In meinem ersten Jahr im Stadtteilgarten Itzling musste ich viele Misserfolge wegen der Schnecken-invasion in Kauf nehmen. Aber bereits im zweiten Jahr grub ich meinen Erinnerungsschatz über Erfahrungen meiner langjährigen Praxis als Hobby-Gärtnerin aus. Ich begann zerkleinerte Eierschalen rund um frisch gesetzte Salatpflanzen oder andere empfindliche Setzlinge zu streuen – was natürlich nur bei schönem Wetter funktioniert, da sie bei Regen durch die Rutschigkeit ihre Barriere-Funktion verlieren. Später testete ich Holzasche, die ich großzügig über die Erde streute, bevor ich die Anpflanzungen vornahm. Diese Methode verhindert nicht nur Schnecken, sondern ist auch für die Erde als bester Naturdünger geeignet, natürlich auch nur bei Schönwetter.

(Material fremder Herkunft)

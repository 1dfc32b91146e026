//! Record schemas and record instances.
//!
//! A [`SchemaType`] is an ordered list of field declarations built once by a
//! [`SchemaBuilder`]. A [`Record`] is one instance of a schema: a value slot
//! per declared field, initialised from the field defaults.

use std::collections::HashMap;
use std::fmt;
use std::sync::atomic::{AtomicU64, Ordering};
use std::sync::Arc;

use crate::error::Error;
use crate::object::Object;
use crate::types::{DeclaredType, TypeKey};
use crate::value::Value;

static NEXT_SCHEMA_ID: AtomicU64 = AtomicU64::new(1);

/// Identity of a schema type. Two schemas with the same name are still
/// different types.
#[derive(Clone, Copy, Debug, PartialEq, Eq, Hash, PartialOrd, Ord)]
pub struct SchemaId(u64);

impl fmt::Display for SchemaId {
    fn fmt(&self, f: &mut fmt::Formatter<'_>) -> fmt::Result {
        write!(f, "{}", self.0)
    }
}

/// Shared handle to a schema type.
pub type SchemaRef = Arc<SchemaType>;

/// One declared field: name, declared type and default value.
#[derive(Clone, Debug, PartialEq)]
pub struct FieldDecl {
    name: String,
    declared: DeclaredType,
    default: Object,
}

impl FieldDecl {
    pub fn name(&self) -> &str {
        &self.name
    }

    pub fn declared_type(&self) -> &DeclaredType {
        &self.declared
    }

    pub fn default_value(&self) -> &Object {
        &self.default
    }
}

/// A record schema: a named, ordered set of field declarations.
pub struct SchemaType {
    id: SchemaId,
    name: String,
    parent: Option<SchemaRef>,
    fields: Vec<FieldDecl>,
    index: HashMap<String, usize>,
}

impl SchemaType {
    pub fn builder(name: impl Into<String>) -> SchemaBuilder {
        SchemaBuilder {
            name: name.into(),
            parent: None,
            fields: Vec::new(),
        }
    }

    pub fn id(&self) -> SchemaId {
        self.id
    }

    pub fn name(&self) -> &str {
        &self.name
    }

    pub fn parent(&self) -> Option<&SchemaRef> {
        self.parent.as_ref()
    }

    pub fn key(&self) -> TypeKey {
        TypeKey::Record(self.id)
    }

    /// Field declarations in declaration order, inherited fields first.
    pub fn fields(&self) -> &[FieldDecl] {
        &self.fields
    }

    pub fn field_names(&self) -> impl Iterator<Item = &str> {
        self.fields.iter().map(FieldDecl::name)
    }

    pub fn field(&self, name: &str) -> Option<&FieldDecl> {
        self.index.get(name).map(|&i| &self.fields[i])
    }

    pub fn field_type(&self, name: &str) -> Option<&DeclaredType> {
        self.field(name).map(FieldDecl::declared_type)
    }

    pub fn has_field(&self, name: &str) -> bool {
        self.index.contains_key(name)
    }

    /// True when this schema is `id` or extends it.
    pub fn is_a(&self, id: SchemaId) -> bool {
        if self.id == id {
            return true;
        }
        let mut current = self.parent.as_ref();
        while let Some(schema) = current {
            if schema.id == id {
                return true;
            }
            current = schema.parent.as_ref();
        }
        false
    }

    pub fn declared_type(self: &Arc<Self>) -> DeclaredType {
        DeclaredType::Record(self.clone())
    }

    /// An instance with every field at its default.
    pub fn new_instance(self: &Arc<Self>) -> Record {
        Record {
            schema: self.clone(),
            values: self.fields.iter().map(|f| f.default.clone()).collect(),
        }
    }

    /// An instance with the named fields set and all others at their
    /// default. Fails on the first undeclared name.
    ///
    /// Values are stored as given; conformance is enforced when the record
    /// is flattened.
    pub fn instantiate<I, K, V>(self: &Arc<Self>, fields: I) -> Result<Record, Error>
    where
        I: IntoIterator<Item = (K, V)>,
        K: AsRef<str>,
        V: Into<Object>,
    {
        let mut record = self.new_instance();
        for (name, value) in fields {
            record.set(name.as_ref(), value)?;
        }
        Ok(record)
    }

    /// Rebuild an instance of this schema from a flattened map using the
    /// global converter registry.
    pub fn unflatten(self: &Arc<Self>, value: &Value) -> Result<Record, Error> {
        let declared = self.declared_type();
        match crate::engine::unflatten(&declared, value)? {
            Object::Record(record) => Ok(record),
            other => Err(Error::mismatch(&declared, &other)),
        }
    }
}

impl PartialEq for SchemaType {
    fn eq(&self, other: &Self) -> bool {
        self.id == other.id
    }
}

impl Eq for SchemaType {}

impl fmt::Debug for SchemaType {
    fn fmt(&self, f: &mut fmt::Formatter<'_>) -> fmt::Result {
        f.debug_struct("SchemaType")
            .field("name", &self.name)
            .field("id", &self.id.0)
            .field("fields", &self.field_names().collect::<Vec<_>>())
            .finish()
    }
}

/// Builds a [`SchemaType`].
///
/// ```rust
/// use flatrec_core::{DeclaredType, SchemaType, TypedList};
///
/// let region = SchemaType::builder("Region")
///     .field("name", DeclaredType::Str)
///     .build();
///
/// let country = SchemaType::builder("Country")
///     .field("size", DeclaredType::Int)
///     .default("pop", 7)
///     .field("regions", TypedList::of_type(region.declared_type()))
///     .build();
///
/// assert_eq!(country.field_names().collect::<Vec<_>>(), ["size", "pop", "regions"]);
/// assert_eq!(country.field_type("pop"), Some(&DeclaredType::Int));
/// ```
pub struct SchemaBuilder {
    name: String,
    parent: Option<SchemaRef>,
    fields: Vec<FieldDecl>,
}

impl SchemaBuilder {
    /// Inherit every field of `parent`. Inherited fields come first; a
    /// field redeclared here replaces the inherited one in place.
    pub fn extends(mut self, parent: &SchemaRef) -> Self {
        self.parent = Some(parent.clone());
        self
    }

    /// Declare a field by type. Its default is null.
    pub fn field(self, name: impl Into<String>, declared: DeclaredType) -> Self {
        self.push(name.into(), declared, Object::Null)
    }

    /// Declare a field by default literal; the declared type is the
    /// literal's runtime type.
    pub fn default(self, name: impl Into<String>, literal: impl Into<Object>) -> Self {
        let literal = literal.into();
        let declared = literal.runtime_type();
        self.push(name.into(), declared, literal)
    }

    /// Declare a field with both an explicit type and a default.
    pub fn field_with_default(
        self,
        name: impl Into<String>,
        declared: DeclaredType,
        default: impl Into<Object>,
    ) -> Self {
        self.push(name.into(), declared, default.into())
    }

    fn push(mut self, name: String, declared: DeclaredType, default: Object) -> Self {
        let decl = FieldDecl {
            name,
            declared,
            default,
        };
        match self.fields.iter_mut().find(|f| f.name == decl.name) {
            Some(existing) => *existing = decl,
            None => self.fields.push(decl),
        }
        self
    }

    pub fn build(self) -> SchemaRef {
        let mut fields = match &self.parent {
            Some(parent) => parent.fields.clone(),
            None => Vec::new(),
        };
        for decl in self.fields {
            match fields.iter_mut().find(|f| f.name == decl.name) {
                Some(existing) => *existing = decl,
                None => fields.push(decl),
            }
        }

        let index = fields
            .iter()
            .enumerate()
            .map(|(i, f)| (f.name.clone(), i))
            .collect();

        Arc::new(SchemaType {
            id: SchemaId(NEXT_SCHEMA_ID.fetch_add(1, Ordering::Relaxed)),
            name: self.name,
            parent: self.parent,
            fields,
            index,
        })
    }
}

/// An instance of a [`SchemaType`].
#[derive(Clone, Debug, PartialEq)]
pub struct Record {
    schema: SchemaRef,
    values: Vec<Object>,
}

impl Record {
    pub fn schema(&self) -> &SchemaRef {
        &self.schema
    }

    pub fn get(&self, name: &str) -> Option<&Object> {
        self.schema.index.get(name).map(|&i| &self.values[i])
    }

    pub fn get_mut(&mut self, name: &str) -> Option<&mut Object> {
        let i = *self.schema.index.get(name)?;
        Some(&mut self.values[i])
    }

    /// Assign a declared field.
    pub fn set(&mut self, name: &str, value: impl Into<Object>) -> Result<(), Error> {
        let Some(&i) = self.schema.index.get(name) else {
            return Err(Error::UnknownField {
                schema: self.schema.name.clone(),
                field: name.to_string(),
            });
        };
        self.values[i] = value.into();
        Ok(())
    }

    /// Builder-style [`Record::set`].
    pub fn with(mut self, name: &str, value: impl Into<Object>) -> Result<Self, Error> {
        self.set(name, value)?;
        Ok(self)
    }

    /// Reset a field to null, returning its previous value.
    pub fn take(&mut self, name: &str) -> Option<Object> {
        self.get_mut(name).map(std::mem::take)
    }

    /// `(name, value)` pairs in declaration order.
    pub fn fields(&self) -> impl Iterator<Item = (&str, &Object)> {
        self.schema.field_names().zip(self.values.iter())
    }

    pub fn is_instance_of(&self, schema: &SchemaType) -> bool {
        self.schema.is_a(schema.id)
    }

    pub fn declared_type(&self) -> DeclaredType {
        self.schema.declared_type()
    }

    /// Flatten this record with the global converter registry.
    pub fn flatten(&self) -> Result<Value, Error> {
        crate::engine::flatten_as(&self.declared_type(), &Object::Record(self.clone()))
    }
}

Zuletzt entdeckte ich in einem Katalog Plastik-Schüsseln mit nach unten gebogenem Rand, die ich über Salatpflanzen oder Petersilien-Samen etc. in die Erde drückte, sodass sich die Pflanzen darin prächtig entwickeln konnten. Dieser Schutz kann immer wieder verwendet werden. Schnittlauch gedeiht bestens, wenn man rundherum Kaffee-Sud streut. Dies dient wiederum sowohl als Schutz als auch als Dünger.

Nach Ende der Garten-Arbeit im Herbst lohnt es sich, besonders am Rand der Beete unter dem Gras die Häufchen mit weißen, winzigen Kügelchen zu entfernen, damit diese nicht als Schnecken-Invasion im Frühjahr für großen Ärger sorgen. Das Ammenmärchen von der Verschleppung von Schneckeneiern vom garteneigenen Komposthaufen können wir entkräften: Kompost aufbreiten und einen Tag vor der Verwendung liegen lassen – das Sonnenlicht zerstört dann die UV-empfindlichen Gelege.

Margareta Griesebner schätzt das wohnungsnahe Gemüse, die kulturelle Vielfalt und Teamarbeit im Stadtteilg. Itzling.